The girl’s crying, and her buffalo husband says, “So you’re crying.” “This is my daddy.” He said, “Yeah, but what about us? There are children, our wives, our parents, and you crying about your daddy.” Well, apparently he was a kind of sympathetic compassionate buffalo, and he said, “Well, I’ll tell you, if you can bring your daddy back to life again, I’ll let you go.” So she turns to the magpie and says, “See, peck around a little bit and see if you can find a bit of Daddy.” And the magpie does so, and he comes up finally with a vertebra, just one little bone.

And the little girl says, “That’s plenty. Now, we’ll put this down on the ground,” and she puts her blanket over it, and she sings a revivifying song, a magical song with great power. And presently, yes, there’s a man under the blanket. She looks, Daddy all right, but he’s not breathing yet. A few more stanzas of whatever the song was, and he stands up, and the buffalo are amazed. And they say, “Why don’t you do this for us? We’ll teach you now our buffalo dance, and when you will have killed our families, you do this dance and sing this song, and we’ll all be back to life again.”

That’s the basic idea, that through the ritual, that dimension is struck which transcends temporality and out of which life comes and back into which it goes.

BILL MOYERS: And it goes back to this whole idea of death, burial and resurrection, not only for human beings, but for…

JOSEPH CAMPBELL: But for the animals, too.

BILL MOYERS: So the story of the buffalo’s wife was told to confirm the reverence.

JOSEPH CAMPBELL: That’s right.

BILL MOYERS: What happened when the white man came and slaughtered this animal of reverence?

JOSEPH CAMPBELL: That was a sacramental violation. I mean, in the eighties, when the buffalo hunt was undertaken, you know, with Kit Carson…

BILL MOYERS: The 1880s, a hundred years ago.

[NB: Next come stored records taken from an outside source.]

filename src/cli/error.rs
//! CLI-level errors (wraps infrastructure errors)

use std::io;

use thiserror::Error;

use crate::application::ApplicationError;
use crate::exitcode;
use crate::infrastructure::InfraError;
use crate::render::RenderError;

/// CLI errors are the top-level error type.
/// These are what get displayed to the user.
#[derive(Error, Debug)]
pub enum CliError {
    #[error("{0}")]
    Infra(#[from] InfraError),

    #[error("invalid arguments: {0}")]
    InvalidArgs(String),

    #[error("{0}")]
    Usage(String),
}

impl From<ApplicationError> for CliError {
    fn from(e: ApplicationError) -> Self {
        CliError::Infra(InfraError::Application(e))
    }
}

/// Result type for CLI operations.
pub type CliResult<T> = Result<T, CliError>;

impl CliError {
    /// Get the appropriate exit code for this error.
    pub fn exit_code(&self) -> i32 {
        match self {
            CliError::InvalidArgs(_) | CliError::Usage(_) => exitcode::USAGE,
            CliError::Infra(InfraError::Io { .. }) => exitcode::IOERR,
            CliError::Infra(InfraError::Application(e)) => application_exit_code(e),
        }
    }
}

fn application_exit_code(e: &ApplicationError) -> i32 {
    match e {
        ApplicationError::Config { .. } => exitcode::CONFIG,
        ApplicationError::Input { .. }
        | ApplicationError::NodeNotFound(_)
        | ApplicationError::Domain(_) => exitcode::DATAERR,
        ApplicationError::Render(RenderError::Write(_)) => exitcode::IOERR,
        ApplicationError::Render(RenderError::Domain(_)) => exitcode::SOFTWARE,
        ApplicationError::OperationFailed { source, .. } => match source.downcast_ref::<io::Error>() {
            Some(io_err) if io_err.kind() == io::ErrorKind::NotFound => exitcode::NOINPUT,
            Some(_) => exitcode::IOERR,
            None => exitcode::SOFTWARE,
        },
    }
}
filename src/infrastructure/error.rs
//! Infrastructure-level errors (wraps application errors)

use thiserror::Error;

use crate::application::ApplicationError;

/// Infrastructure errors wrap application errors and add I/O-level concerns.
#[derive(Error, Debug)]
pub enum InfraError {
    #[error("{0}")]
    Application(#[from] ApplicationError),

    #[error("I/O error: {context}")]
    Io {
        context: String,
        #[source]
        source: std::io::Error,
    },
}

impl InfraError {
    /// Create an I/O error with context.
    pub fn io(context: impl Into<String>, source: std::io::Error) -> Self {
        Self::Io {
            context: context.into(),
            source,
        }
    }
}

/// Result type for infrastructure layer operations.
pub type InfraResult<T> = Result<T, InfraError>;
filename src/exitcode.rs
//! Standard exit codes (BSD sysexits.h compatible)

/// Successful termination
pub const OK: i32 = 0;

/// Command line usage error
pub const USAGE: i32 = 64;

/// Data format error
pub const DATAERR: i32 = 65;

/// Cannot open input
pub const NOINPUT: i32 = 66;

/// Internal software error
pub const SOFTWARE: i32 = 70;

/// Input/output error
pub const IOERR: i32 = 74;

/// Configuration error
pub const CONFIG: i32 = 78;
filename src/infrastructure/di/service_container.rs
//! Service container for dependency injection
//!
//! Wires the tree service to its settings and filesystem.

use std::sync::Arc;

use crate::application::services::TreeService;
use crate::config::Settings;
use crate::infrastructure::traits::{FileSystem, RealFileSystem};

/// Container holding all application services.
pub struct ServiceContainer {
    /// Application settings
    pub settings: Arc<Settings>,

    /// Filesystem abstraction
    pub fs: Arc<dyn FileSystem>,
}

impl ServiceContainer {
    /// Create a new service container with real implementations.
    pub fn new(settings: Settings) -> Self {
        Self::with_deps(settings, Arc::new(RealFileSystem))
    }

    /// Create a service container with custom dependencies (for testing).
    pub fn with_deps(settings: Settings, fs: Arc<dyn FileSystem>) -> Self {
        Self {
            settings: Arc::new(settings),
            fs,
        }
    }

    pub fn tree_service(&self) -> TreeService {
        TreeService::new(Arc::clone(&self.fs), Arc::clone(&self.settings))
    }
}
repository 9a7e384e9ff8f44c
//! Shared helpers

pub mod testing;
//! Error conversion helpers for common I/O operations
//!
//! Provides extension traits for cleaner error handling with path context.

use std::io;
use std::path::Path;

use crate::application::{ApplicationError, ApplicationResult};

/// Extension trait for converting `io::Result` to `ApplicationResult` with context.
pub trait IoResultExt<T> {
    /// Add path context to an I/O error.
    ///
    /// # Example
    /// ```ignore
    /// fs.read_to_string(&path)
    ///     .with_path_context("read input", &path)?;
    /// ```
    fn with_path_context(self, action: &str, path: &Path) -> ApplicationResult<T>;
}

impl<T> IoResultExt<T> for io::Result<T> {
    fn with_path_context(self, action: &str, path: &Path) -> ApplicationResult<T> {
        self.map_err(|e| ApplicationError::OperationFailed {
            context: format!("{}: {}", action, path.display()),
            source: Box::new(e),
        })
    }
}

#[cfg(test)]
mod tests {
    use super::*;

    #[test]
    fn given_io_error_when_adding_context_then_message_names_path() {
        let result: io::Result<()> = Err(io::Error::new(io::ErrorKind::NotFound, "gone"));
        let err = result
            .with_path_context("read input", Path::new("/tmp/x.json"))
            .unwrap_err();
        assert_eq!(err.to_string(), "operation failed: read input: /tmp/x.json");
    }
}
//! Application layer: services and use cases
//!
//! This layer orchestrates domain logic and depends on I/O boundary traits.

pub mod error;
pub mod error_ext;
pub mod loader;
pub mod services;

pub use error::{ApplicationError, ApplicationResult};
pub use error_ext::IoResultExt;
pub use loader::{load_nested, parse_nested, InputFormat, NestedMap};
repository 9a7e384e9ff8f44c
//! CLI argument definitions using clap

use std::path::PathBuf;

use clap::{ArgAction, Parser, Subcommand, ValueHint};

use crate::application::InputFormat;
use crate::domain::StylePreset;

/// Render nested JSON/TOML documents as Unix tree-style text
#[derive(Parser, Debug)]
#[command(name = "texttree")]
#[command(author, version, about, long_about = None)]
#[command(propagate_version = true)]
pub struct Cli {
    /// Debug output: -d info, -dd debug, -ddd trace
    #[arg(short, long, action = ArgAction::Count, global = true)]
    pub debug: u8,

    /// Directory holding a local .texttree.toml (default: cwd)
    #[arg(short = 'C', long, global = true, value_hint = ValueHint::DirPath)]
    pub config_dir: Option<PathBuf>,

    #[command(subcommand)]
    pub command: Option<Commands>,
}

#[derive(Subcommand, Debug)]
pub enum Commands {
    /// Render a document as a tree
    Render {
        /// JSON or TOML document
        #[arg(value_hint = ValueHint::FilePath)]
        file: PathBuf,
        /// Input format (default: from file extension)
        #[arg(short, long)]
        format: Option<InputFormat>,
        /// Glyph preset: default, compact, ascii
        #[arg(short, long)]
        style: Option<StylePreset>,
        /// Values shown per node before truncation
        #[arg(short, long)]
        max_depth: Option<usize>,
        /// Line shown in place of truncated values
        #[arg(long)]
        marker: Option<String>,
        /// Render from the first node with this title
        #[arg(short, long)]
        root: Option<String>,
    },

    /// Print the title path of every node named NAME
    Find {
        /// JSON or TOML document
        #[arg(value_hint = ValueHint::FilePath)]
        file: PathBuf,
        /// Node title to search for
        name: String,
        /// Input format (default: from file extension)
        #[arg(short, long)]
        format: Option<InputFormat>,
    },

    /// Manage settings
    Config {
        #[command(subcommand)]
        command: ConfigCommands,
    },

    /// Generate shell completions
    Completion {
        /// Shell type
        #[arg(value_enum)]
        shell: clap_complete::Shell,
    },
}

#[derive(Subcommand, Debug)]
pub enum ConfigCommands {
    /// Show merged config
    Show,

    /// Show config paths
    Path,

    /// Print a config template
    Template,
}

#[cfg(test)]
mod tests {
    use super::*;
    use clap::CommandFactory;

    #[test]
    fn verify_cli() {
        Cli::command().debug_assert();
    }

    #[test]
    fn given_render_flags_when_parsing_then_fields_are_typed() {
        let cli = Cli::try_parse_from([
            "texttree", "-dd", "render", "tree.txt", "--format", "json", "--style", "ascii",
            "--max-depth", "2", "--root", "foo",
        ])
        .unwrap();

        assert_eq!(cli.debug, 2);
        match cli.command {
            Some(Commands::Render {
                format,
                style,
                max_depth,
                root,
                ..
            }) => {
                assert_eq!(format, Some(InputFormat::Json));
                assert_eq!(style, Some(StylePreset::Ascii));
                assert_eq!(max_depth, Some(2));
                assert_eq!(root.as_deref(), Some("foo"));
            }
            other => panic!("unexpected command: {other:?}"),
        }
    }

    #[test]
    fn given_unknown_style_when_parsing_then_rejects() {
        assert!(Cli::try_parse_from(["texttree", "render", "a.json", "--style", "fancy"]).is_err());
    }
}
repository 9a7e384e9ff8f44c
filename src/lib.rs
//! texttree: build nested trees of titled nodes and render them as
//! Unix `tree`-style text.
//!
//! Layers, innermost first:
//! - [`domain`]: arena-backed tree, builder cursor, values and styles
//! - [`render`]: line-oriented renderer
//! - [`application`]: document loading and the tree service
//! - [`infrastructure`]: filesystem and service wiring
//! - [`cli`]: argument parsing and command dispatch

pub mod application;
pub mod cli;
pub mod config;
pub mod domain;
pub mod exitcode;
pub mod infrastructure;
pub mod render;
pub mod util;
//! Application-level errors (wraps domain and render errors)

use thiserror::Error;

use crate::domain::DomainError;
use crate::render::RenderError;

/// Application errors wrap lower layers and add input/config context.
#[derive(Error, Debug)]
pub enum ApplicationError {
    #[error("{0}")]
    Domain(#[from] DomainError),

    #[error("{0}")]
    Render(#[from] RenderError),

    #[error("config error: {message}")]
    Config { message: String },

    #[error("invalid input {source_name}: {message}")]
    Input {
        source_name: String,
        message: String,
    },

    #[error("no node titled '{0}'")]
    NodeNotFound(String),

    #[error("operation failed: {context}")]
    OperationFailed {
        context: String,
        #[source]
        source: Box<dyn std::error::Error + Send + Sync>,
    },
}

/// Result type for application layer operations.
pub type ApplicationResult<T> = Result<T, ApplicationError>;
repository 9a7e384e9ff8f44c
//! Scalar values attached to tree nodes.

use std::fmt;

use crate::domain::error::DomainError;
use crate::domain::nested::Nested;

/// A scalar that can be listed under a node.
///
/// Richer host types must be converted before they reach the tree; the
/// only fallible conversion is from [`Nested`], which rejects lists and maps.
#[derive(Debug, Clone, PartialEq)]
pub enum Value {
    Text(String),
    Integer(i64),
    Float(f64),
    Boolean(bool),
    Null,
}

impl fmt::Display for Value {
    fn fmt(&self, f: &mut fmt::Formatter<'_>) -> fmt::Result {
        match self {
            Value::Text(s) => f.write_str(s),
            Value::Integer(i) => write!(f, "{i}"),
            Value::Float(x) => write!(f, "{x}"),
            Value::Boolean(b) => write!(f, "{b}"),
            Value::Null => Ok(()),
        }
    }
}

impl From<&str> for Value {
    fn from(s: &str) -> Self {
        Value::Text(s.to_string())
    }
}

impl From<String> for Value {
    fn from(s: String) -> Self {
        Value::Text(s)
    }
}

impl From<&String> for Value {
    fn from(s: &String) -> Self {
        Value::Text(s.clone())
    }
}

impl From<char> for Value {
    fn from(c: char) -> Self {
        Value::Text(c.to_string())
    }
}

impl From<bool> for Value {
    fn from(b: bool) -> Self {
        Value::Boolean(b)
    }
}

impl From<f32> for Value {
    fn from(x: f32) -> Self {
        Value::Float(f64::from(x))
    }
}

impl From<f64> for Value {
    fn from(x: f64) -> Self {
        Value::Float(x)
    }
}

macro_rules! impl_from_int {
    ($($t:ty),*) => {
        $(
            impl From<$t> for Value {
                fn from(i: $t) -> Self {
                    Value::Integer(i64::from(i))
                }
            }
        )*
    };
}

impl_from_int!(i8, i16, i32, i64, u8, u16, u32);

macro_rules! impl_from_wide_int {
    ($($t:ty),*) => {
        $(
            impl From<$t> for Value {
                fn from(i: $t) -> Self {
                    i64::try_from(i)
                        .map(Value::Integer)
                        .unwrap_or_else(|_| Value::Text(i.to_string()))
                }
            }
        )*
    };
}

impl_from_wide_int!(u64, usize, isize);

impl<T: Into<Value>> From<Option<T>> for Value {
    fn from(v: Option<T>) -> Self {
        v.map_or(Value::Null, Into::into)
    }
}

impl TryFrom<Nested> for Value {
    type Error = DomainError;

    fn try_from(n: Nested) -> Result<Self, Self::Error> {
        match n {
            Nested::Scalar(v) => Ok(v),
            Nested::List(_) => Err(DomainError::UnsupportedValueType { found: "list" }),
            Nested::Map(_) => Err(DomainError::UnsupportedValueType { found: "map" }),
        }
    }
}

impl TryFrom<&Nested> for Value {
    type Error = DomainError;

    fn try_from(n: &Nested) -> Result<Self, Self::Error> {
        Value::try_from(n.clone())
    }
}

JOSEPH CAMPBELL: — and Buffalo Bill and so forth. When I was a boy, whenever we went for sleigh rides we had a buffalo robe. Buffalo, buffalo, buffalo robes all over the place. This was the sacred animal to the Indians. These hunters go out with repeating rifles, and then shoot down the whole herd and leave it there. Take the skin to sell and the body’s left to rot. This is a sacrilege, and it really is a sacrilege.

BILL MOYERS: It turned the buffalo from a “thou-”

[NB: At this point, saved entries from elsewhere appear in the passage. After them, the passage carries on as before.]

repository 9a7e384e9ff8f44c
//! Fluent construction on top of [`TreeArena`].

use tracing::{instrument, warn};

use crate::domain::arena::{NodeId, TreeArena};
use crate::domain::error::{DomainError, TreeResult};
use crate::domain::nested::Nested;
use crate::domain::style::{Glyph, Style};
use crate::domain::value::Value;

/// Cursor on one node of an arena.
///
/// Value and style setters return the cursor itself; [`child`](Self::child)
/// and [`attach`](Self::attach) move it down, [`end`](Self::end) moves it
/// back up:
///
/// ```
/// use texttree::domain::{TreeArena, TreeBuilder};
///
/// let mut tree = TreeArena::new();
/// let root = TreeBuilder::root(&mut tree)
///     .child("foo")?
///         .value("first foo")
///     .end()
///     .id();
/// assert_eq!(tree.children(root)?.len(), 1);
/// # Ok::<(), texttree::domain::DomainError>(())
/// ```
pub struct TreeBuilder<'a> {
    tree: &'a mut TreeArena,
    current: NodeId,
}

impl<'a> TreeBuilder<'a> {
    /// Starts a new anonymous root in `tree`.
    pub fn root(tree: &'a mut TreeArena) -> Self {
        let current = tree.create_root();
        Self { tree, current }
    }

    /// Positions the cursor on an existing node.
    pub fn at(tree: &'a mut TreeArena, node: NodeId) -> TreeResult<Self> {
        if !tree.contains(node) {
            return Err(DomainError::UnknownNode(node));
        }
        Ok(Self {
            tree,
            current: node,
        })
    }

    pub fn id(&self) -> NodeId {
        self.current
    }

    pub fn title(self, title: &str) -> Self {
        self.apply(|tree, id| tree.set_title(id, title))
    }

    pub fn value(self, value: impl Into<Value>) -> Self {
        let value = value.into();
        self.apply(|tree, id| tree.add_value(id, value))
    }

    /// Replaces the current node's values.
    pub fn values<I>(self, values: I) -> Self
    where
        I: IntoIterator,
        I::Item: Into<Value>,
    {
        let values: Vec<Value> = values.into_iter().map(Into::into).collect();
        self.apply(|tree, id| tree.set_values(id, values))
    }

    pub fn max_depth(self, max_depth: usize) -> Self {
        self.apply(|tree, id| tree.set_max_depth(id, Some(max_depth)))
    }

    pub fn style(self, style: Style) -> Self {
        self.apply(|tree, id| tree.set_style(id, style))
    }

    pub fn glyph(self, glyph: Glyph, text: &str) -> Self {
        self.apply(|tree, id| tree.set_glyph(id, glyph, text))
    }

    /// Creates a titled child and moves the cursor onto it.
    #[instrument(level = "trace", skip(self), fields(parent = %self.current))]
    pub fn child(self, title: &str) -> TreeResult<Self> {
        let child = self.tree.new_child(self.current, title)?;
        Ok(Self {
            tree: self.tree,
            current: child,
        })
    }

    /// Attaches a copy of `node` and moves the cursor onto the copy.
    #[instrument(level = "trace", skip(self), fields(parent = %self.current))]
    pub fn attach(self, node: NodeId) -> TreeResult<Self> {
        let copy = self.tree.add_child(self.current, node)?;
        Ok(Self {
            tree: self.tree,
            current: copy,
        })
    }

    /// Loads a nested structure into the current node.
    pub fn nested(self, nested: &Nested) -> TreeResult<Self> {
        self.tree.add_nested(self.current, nested)?;
        Ok(self)
    }

    /// Moves the cursor to the parent; stays put on a root.
    pub fn end(self) -> Self {
        let current = self
            .tree
            .parent(self.current)
            .ok()
            .flatten()
            .unwrap_or(self.current);
        Self {
            tree: self.tree,
            current,
        }
    }

    /// Moves the cursor to the root of the current tree.
    pub fn root_node(self) -> Self {
        let current = self.tree.root_of(self.current).unwrap_or(self.current);
        Self {
            tree: self.tree,
            current,
        }
    }

    // Setters chain, so a failure is logged and the cursor kept.
    fn apply<F>(self, f: F) -> Self
    where
        F: FnOnce(&mut TreeArena, NodeId) -> TreeResult<()>,
    {
        if let Err(error) = f(self.tree, self.current) {
            warn!(node = %self.current, %error, "builder step skipped");
        }
        self
    }
}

BILL MOYERS: The Indians addressed the buffalo as “thou.”


BILL MOYERS: As an object of reverence.

JOSEPH CAMPBELL: The Indians addressed life as a “thou,” I mean, trees and stones, everything else. You can address anything as a “thou”, and you can feel the change in your psychology as you do it. The ego that sees a “thou” is not the same ego that sees an “it.” Your whole psychology changes when you address things as an “it.” And when you go to war with a people, the problem of the newspapers is to turn those people into its, so that they’re not “thous.”

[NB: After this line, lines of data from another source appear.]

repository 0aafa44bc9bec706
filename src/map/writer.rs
use byteorder::{
	ByteOrder,
	LittleEndian,
};

/// An append-only cursor that builds the uncompressed body of a map file.
/// The mirror image of [MapReader]: same primitive widths, same
/// little-endian packing, no padding. Primitives themselves cannot fail;
/// compression happens in one pass after the body is complete.
///
/// [MapReader]: super::MapReader
pub struct MapWriter {
	data: Vec<u8>,
}

impl MapWriter {
	pub fn new() -> Self {
		Self {
			data: Vec::new(),
		}
	}

	pub fn with_capacity(capacity: usize) -> Self {
		Self {
			data: Vec::with_capacity(capacity),
		}
	}

	/// Bytes written so far.
	pub fn len(&self) -> usize {
		self.data.len()
	}

	pub fn is_empty(&self) -> bool {
		self.data.is_empty()
	}

	pub fn write_bytes(&mut self, bytes: &[u8]) {
		self.data.extend_from_slice(bytes);
	}

	pub fn write_uchar(&mut self, value: u8) {
		self.data.push(value);
	}

	pub fn write_ushort(&mut self, value: u16) {
		let mut buffer = [0u8; 2];
		LittleEndian::write_u16(&mut buffer, value);
		self.data.extend_from_slice(&buffer);
	}

	pub fn write_int(&mut self, value: i32) {
		let mut buffer = [0u8; 4];
		LittleEndian::write_i32(&mut buffer, value);
		self.data.extend_from_slice(&buffer);
	}

	pub fn write_float(&mut self, value: f32) {
		let mut buffer = [0u8; 4];
		LittleEndian::write_f32(&mut buffer, value);
		self.data.extend_from_slice(&buffer);
	}

	/// Writes the string bytes, plus a trailing NUL when `null_terminated`.
	pub fn write_str(&mut self, value: &str, null_terminated: bool) {
		self.data.extend_from_slice(value.as_bytes());
		if null_terminated {
			self.data.push(0);
		}
	}

	/// Finish writing and return the built buffer.
	pub fn finish(self) -> Vec<u8> {
		self.data
	}
}

impl Default for MapWriter {
	fn default() -> Self {
		Self::new()
	}
}

#[cfg(test)]
mod tests {
	use super::*;
	use crate::map::MapReader;

	#[test]
	fn round_trip_test() {
		let mut writer = MapWriter::new();
		writer.write_int(-123456);
		writer.write_ushort(40000);
		writer.write_float(0.25);
		writer.write_uchar(7);
		writer.write_str("sky", true);
		writer.write_str("raw", false);
		let data = writer.finish();

		let mut reader = MapReader::new(&data);
		assert_eq!(reader.read_int().unwrap(), -123456);
		assert_eq!(reader.read_ushort().unwrap(), 40000);
		assert_eq!(reader.read_float().unwrap(), 0.25);
		assert_eq!(reader.read_uchar().unwrap(), 7);
		assert_eq!(reader.read_str(3, true).unwrap(), "sky");
		assert_eq!(reader.read_str(3, false).unwrap(), "raw");
		assert_eq!(reader.remaining(), 0);
	}

	#[test]
	fn little_endian_test() {
		let mut writer = MapWriter::new();
		writer.write_int(0x0102_0304);
		let data = writer.finish();
		assert_eq!(data, [0x04, 0x03, 0x02, 0x01]);
	}
}
use serde::{Deserialize, Serialize};

use crate::{
	MpzResult,
	ioext::{Readable, Writable},
};

use super::{
	MapReader,
	MapWriter,
};

/// Soft advisory bound on entity attribute counts. The wire format itself
/// enforces nothing; exceeding it is logged and kept.
pub const MAX_ENT_ATTRS: usize = 100;

/// Entity type tags. Unknown tags are preserved numerically through
/// [EntityKind::Other] so maps carrying content this library does not
/// recognize still round-trip.
#[derive(Debug, Clone, Copy, PartialEq, Eq, Serialize, Deserialize)]
pub enum EntityKind {
	Empty,
	Light,
	MapModel,
	PlayerStart,
	EnvMap,
	Particles,
	Sound,
	LightFx,
	Sunlight,
	Weapon,
	Teleport,
	Actor,
	Trigger,
	Pusher,
	Affinity,
	Checkpoint,
	Route,
	Unused,
	Other(u8),
}

impl EntityKind {
	pub fn from_tag(tag: u8) -> Self {
		match tag {
			0 => EntityKind::Empty,
			1 => EntityKind::Light,
			2 => EntityKind::MapModel,
			3 => EntityKind::PlayerStart,
			4 => EntityKind::EnvMap,
			5 => EntityKind::Particles,
			6 => EntityKind::Sound,
			7 => EntityKind::LightFx,
			8 => EntityKind::Sunlight,
			9 => EntityKind::Weapon,
			10 => EntityKind::Teleport,
			11 => EntityKind::Actor,
			12 => EntityKind::Trigger,
			13 => EntityKind::Pusher,
			14 => EntityKind::Affinity,
			15 => EntityKind::Checkpoint,
			16 => EntityKind::Route,
			17 => EntityKind::Unused,
			other => EntityKind::Other(other),
		}
	}

	pub fn tag(self) -> u8 {
		match self {
			EntityKind::Empty => 0,
			EntityKind::Light => 1,
			EntityKind::MapModel => 2,
			EntityKind::PlayerStart => 3,
			EntityKind::EnvMap => 4,
			EntityKind::Particles => 5,
			EntityKind::Sound => 6,
			EntityKind::LightFx => 7,
			EntityKind::Sunlight => 8,
			EntityKind::Weapon => 9,
			EntityKind::Teleport => 10,
			EntityKind::Actor => 11,
			EntityKind::Trigger => 12,
			EntityKind::Pusher => 13,
			EntityKind::Affinity => 14,
			EntityKind::Checkpoint => 15,
			EntityKind::Route => 16,
			EntityKind::Unused => 17,
			EntityKind::Other(tag) => tag,
		}
	}
}

/// A map entity: a fixed 16-byte base record (position, type tag and 3
/// reserved bytes) followed by int32-counted attribute and link arrays.
/// The reserved bytes are nominally unused but have been observed carrying
/// data, so they are always preserved.
#[derive(Debug, Clone, PartialEq, Serialize, Deserialize)]
pub struct Entity {
	pub x: f32,
	pub y: f32,
	pub z: f32,
	pub kind: EntityKind,
	pub reserved: [u8; 3],
	pub attrs: Vec<i32>,
	pub links: Vec<i32>,
}

impl Entity {
	pub fn new(x: f32, y: f32, z: f32, kind: EntityKind) -> Self {
		Self {
			x,
			y,
			z,
			kind,
			reserved: [0; 3],
			attrs: Vec::new(),
			links: Vec::new(),
		}
	}
}

impl Readable for Entity {
	fn read_from(reader: &mut MapReader<'_>) -> MpzResult<Self> {
		let x = reader.read_float()?;
		let y = reader.read_float()?;
		let z = reader.read_float()?;
		let kind = EntityKind::from_tag(reader.read_uchar()?);
		let reserved = [
			reader.read_uchar()?,
			reader.read_uchar()?,
			reader.read_uchar()?,
		];
		let numattrs = reader.read_int()?;
		let mut attrs = Vec::new();
		for _ in 0..numattrs.max(0) {
			attrs.push(reader.read_int()?);
		}
		if attrs.len() > MAX_ENT_ATTRS {
			log::warn!(
				"entity at ({x}, {y}, {z}) carries {} attributes, advisory limit is {MAX_ENT_ATTRS}",
				attrs.len()
			);
		}
		let numlinks = reader.read_int()?;
		let mut links = Vec::new();
		for _ in 0..numlinks.max(0) {
			links.push(reader.read_int()?);
		}
		Ok(Self {
			x,
			y,
			z,
			kind,
			reserved,
			attrs,
			links,
		})
	}
}

impl Writable for Entity {
	fn write_to(&self, writer: &mut MapWriter) -> MpzResult<usize> {
		let start = writer.len();
		writer.write_float(self.x);
		writer.write_float(self.y);
		writer.write_float(self.z);
		writer.write_uchar(self.kind.tag());
		writer.write_bytes(&self.reserved);
		// Array counts always come from the live vectors.
		writer.write_int(self.attrs.len() as i32);
		for &attr in &self.attrs {
			writer.write_int(attr);
		}
		writer.write_int(self.links.len() as i32);
		for &link in &self.links {
			writer.write_int(link);
		}
		Ok(writer.len() - start)
	}
}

BILL MOYERS: That was an incredible moment in the evolution of American society, when the buffalo were slaughtered. That was the final exclamation point behind the destruction of the Indian civilization, because you were destroying…

JOSEPH CAMPBELL: Can you imagine what the experience must have been for a people within 10 years to lose their environment, to lose their food supply, to lose the object of the… the central object of their ritual life?